----- Input data -----

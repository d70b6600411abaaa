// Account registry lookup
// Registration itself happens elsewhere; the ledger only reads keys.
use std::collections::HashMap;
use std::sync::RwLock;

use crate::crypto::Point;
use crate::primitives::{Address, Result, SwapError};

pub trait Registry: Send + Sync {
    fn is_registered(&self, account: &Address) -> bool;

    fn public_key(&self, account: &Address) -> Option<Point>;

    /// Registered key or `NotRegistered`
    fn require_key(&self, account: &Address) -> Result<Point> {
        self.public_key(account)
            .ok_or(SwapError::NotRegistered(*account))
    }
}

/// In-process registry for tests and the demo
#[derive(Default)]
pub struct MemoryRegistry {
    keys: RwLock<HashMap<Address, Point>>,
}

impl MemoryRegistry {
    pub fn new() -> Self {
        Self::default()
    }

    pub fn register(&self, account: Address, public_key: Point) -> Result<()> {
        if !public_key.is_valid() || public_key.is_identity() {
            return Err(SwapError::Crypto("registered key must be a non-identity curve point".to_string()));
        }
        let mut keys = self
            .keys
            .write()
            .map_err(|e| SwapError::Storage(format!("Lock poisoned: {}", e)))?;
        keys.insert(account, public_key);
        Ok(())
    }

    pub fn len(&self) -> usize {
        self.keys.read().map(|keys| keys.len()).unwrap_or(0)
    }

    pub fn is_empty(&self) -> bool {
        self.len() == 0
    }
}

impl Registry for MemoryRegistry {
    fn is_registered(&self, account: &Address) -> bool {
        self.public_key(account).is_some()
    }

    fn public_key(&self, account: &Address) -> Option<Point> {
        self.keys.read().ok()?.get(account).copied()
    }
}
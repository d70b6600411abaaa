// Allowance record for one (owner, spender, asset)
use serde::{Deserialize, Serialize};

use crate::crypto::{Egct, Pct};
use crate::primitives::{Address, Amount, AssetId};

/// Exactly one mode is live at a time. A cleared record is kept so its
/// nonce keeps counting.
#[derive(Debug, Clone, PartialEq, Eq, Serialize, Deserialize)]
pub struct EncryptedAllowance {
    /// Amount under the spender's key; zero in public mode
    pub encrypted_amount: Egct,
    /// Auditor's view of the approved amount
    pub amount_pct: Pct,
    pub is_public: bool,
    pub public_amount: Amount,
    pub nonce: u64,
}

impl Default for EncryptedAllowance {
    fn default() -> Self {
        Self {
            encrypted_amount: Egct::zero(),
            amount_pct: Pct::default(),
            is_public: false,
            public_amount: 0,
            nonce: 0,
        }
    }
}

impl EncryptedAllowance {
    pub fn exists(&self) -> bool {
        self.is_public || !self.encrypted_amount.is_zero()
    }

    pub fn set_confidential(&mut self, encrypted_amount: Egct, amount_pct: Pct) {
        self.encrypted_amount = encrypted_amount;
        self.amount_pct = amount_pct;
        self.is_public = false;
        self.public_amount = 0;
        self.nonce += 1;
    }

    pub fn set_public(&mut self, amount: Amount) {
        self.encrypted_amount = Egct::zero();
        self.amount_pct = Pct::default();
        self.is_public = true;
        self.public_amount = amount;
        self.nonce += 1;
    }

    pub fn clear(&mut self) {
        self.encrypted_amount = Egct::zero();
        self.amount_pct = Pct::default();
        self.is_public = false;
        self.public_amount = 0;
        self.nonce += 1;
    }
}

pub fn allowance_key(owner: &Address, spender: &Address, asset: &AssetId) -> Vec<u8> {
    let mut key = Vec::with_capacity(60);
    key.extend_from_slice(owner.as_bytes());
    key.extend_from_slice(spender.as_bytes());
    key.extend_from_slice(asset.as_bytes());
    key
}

-----

→ Work order
Without skipping anything, transcribe every line above exactly.

→ Exercise response
repository d70b6600411abaaa
// Account registry lookup
// Registration itself happens elsewhere; the ledger only reads keys.
use std::collections::HashMap;
use std::sync::RwLock;

use crate::crypto::Point;
use crate::primitives::{Address, Result, SwapError};

pub trait Registry: Send + Sync {
    fn is_registered(&self, account: &Address) -> bool;

    fn public_key(&self, account: &Address) -> Option<Point>;

    /// Registered key or `NotRegistered`
    fn require_key(&self, account: &Address) -> Result<Point> {
        self.public_key(account)
            .ok_or(SwapError::NotRegistered(*account))
    }
}

/// In-process registry for tests and the demo
#[derive(Default)]
pub struct MemoryRegistry {
    keys: RwLock<HashMap<Address, Point>>,
}

impl MemoryRegistry {
    pub fn new() -> Self {
        Self::default()
    }

    pub fn register(&self, account: Address, public_key: Point) -> Result<()> {
        if !public_key.is_valid() || public_key.is_identity() {
            return Err(SwapError::Crypto("registered key must be a non-identity curve point".to_string()));
        }
        let mut keys = self
            .keys
            .write()
            .map_err(|e| SwapError::Storage(format!("Lock poisoned: {}", e)))?;
        keys.insert(account, public_key);
        Ok(())
    }

    pub fn len(&self) -> usize {
        self.keys.read().map(|keys| keys.len()).unwrap_or(0)
    }

    pub fn is_empty(&self) -> bool {
        self.len() == 0
    }
}

impl Registry for MemoryRegistry {
    fn is_registered(&self, account: &Address) -> bool {
        self.public_key(account).is_some()
    }

    fn public_key(&self, account: &Address) -> Option<Point> {
        self.keys.read().ok()?.get(account).copied()
    }
}
repository d70b6600411abaaa
// Allowance record for one (owner, spender, asset)
use serde::{Deserialize, Serialize};

use crate::crypto::{Egct, Pct};
use crate::primitives::{Address, Amount, AssetId};

/// Exactly one mode is live at a time. A cleared record is kept so its
/// nonce keeps counting.
#[derive(Debug, Clone, PartialEq, Eq, Serialize, Deserialize)]
pub struct EncryptedAllowance {
    /// Amount under the spender's key; zero in public mode
    pub encrypted_amount: Egct,
    /// Auditor's view of the approved amount
    pub amount_pct: Pct,
    pub is_public: bool,
    pub public_amount: Amount,
    pub nonce: u64,
}

impl Default for EncryptedAllowance {
    fn default() -> Self {
        Self {
            encrypted_amount: Egct::zero(),
            amount_pct: Pct::default(),
            is_public: false,
            public_amount: 0,
            nonce: 0,
        }
    }
}

impl EncryptedAllowance {
    pub fn exists(&self) -> bool {
        self.is_public || !self.encrypted_amount.is_zero()
    }

    pub fn set_confidential(&mut self, encrypted_amount: Egct, amount_pct: Pct) {
        self.encrypted_amount = encrypted_amount;
        self.amount_pct = amount_pct;
        self.is_public = false;
        self.public_amount = 0;
        self.nonce += 1;
    }

    pub fn set_public(&mut self, amount: Amount) {
        self.encrypted_amount = Egct::zero();
        self.amount_pct = Pct::default();
        self.is_public = true;
        self.public_amount = amount;
        self.nonce += 1;
    }

    pub fn clear(&mut self) {
        self.encrypted_amount = Egct::zero();
        self.amount_pct = Pct::default();
        self.is_public = false;
        self.public_amount = 0;
        self.nonce += 1;
    }
}

pub fn allowance_key(owner: &Address, spender: &Address, asset: &AssetId) -> Vec<u8> {
    let mut key = Vec::with_capacity(60);
    key.extend_from_slice(owner.as_bytes());
    key.extend_from_slice(spender.as_bytes());
    key.extend_from_slice(asset.as_bytes());
    key
}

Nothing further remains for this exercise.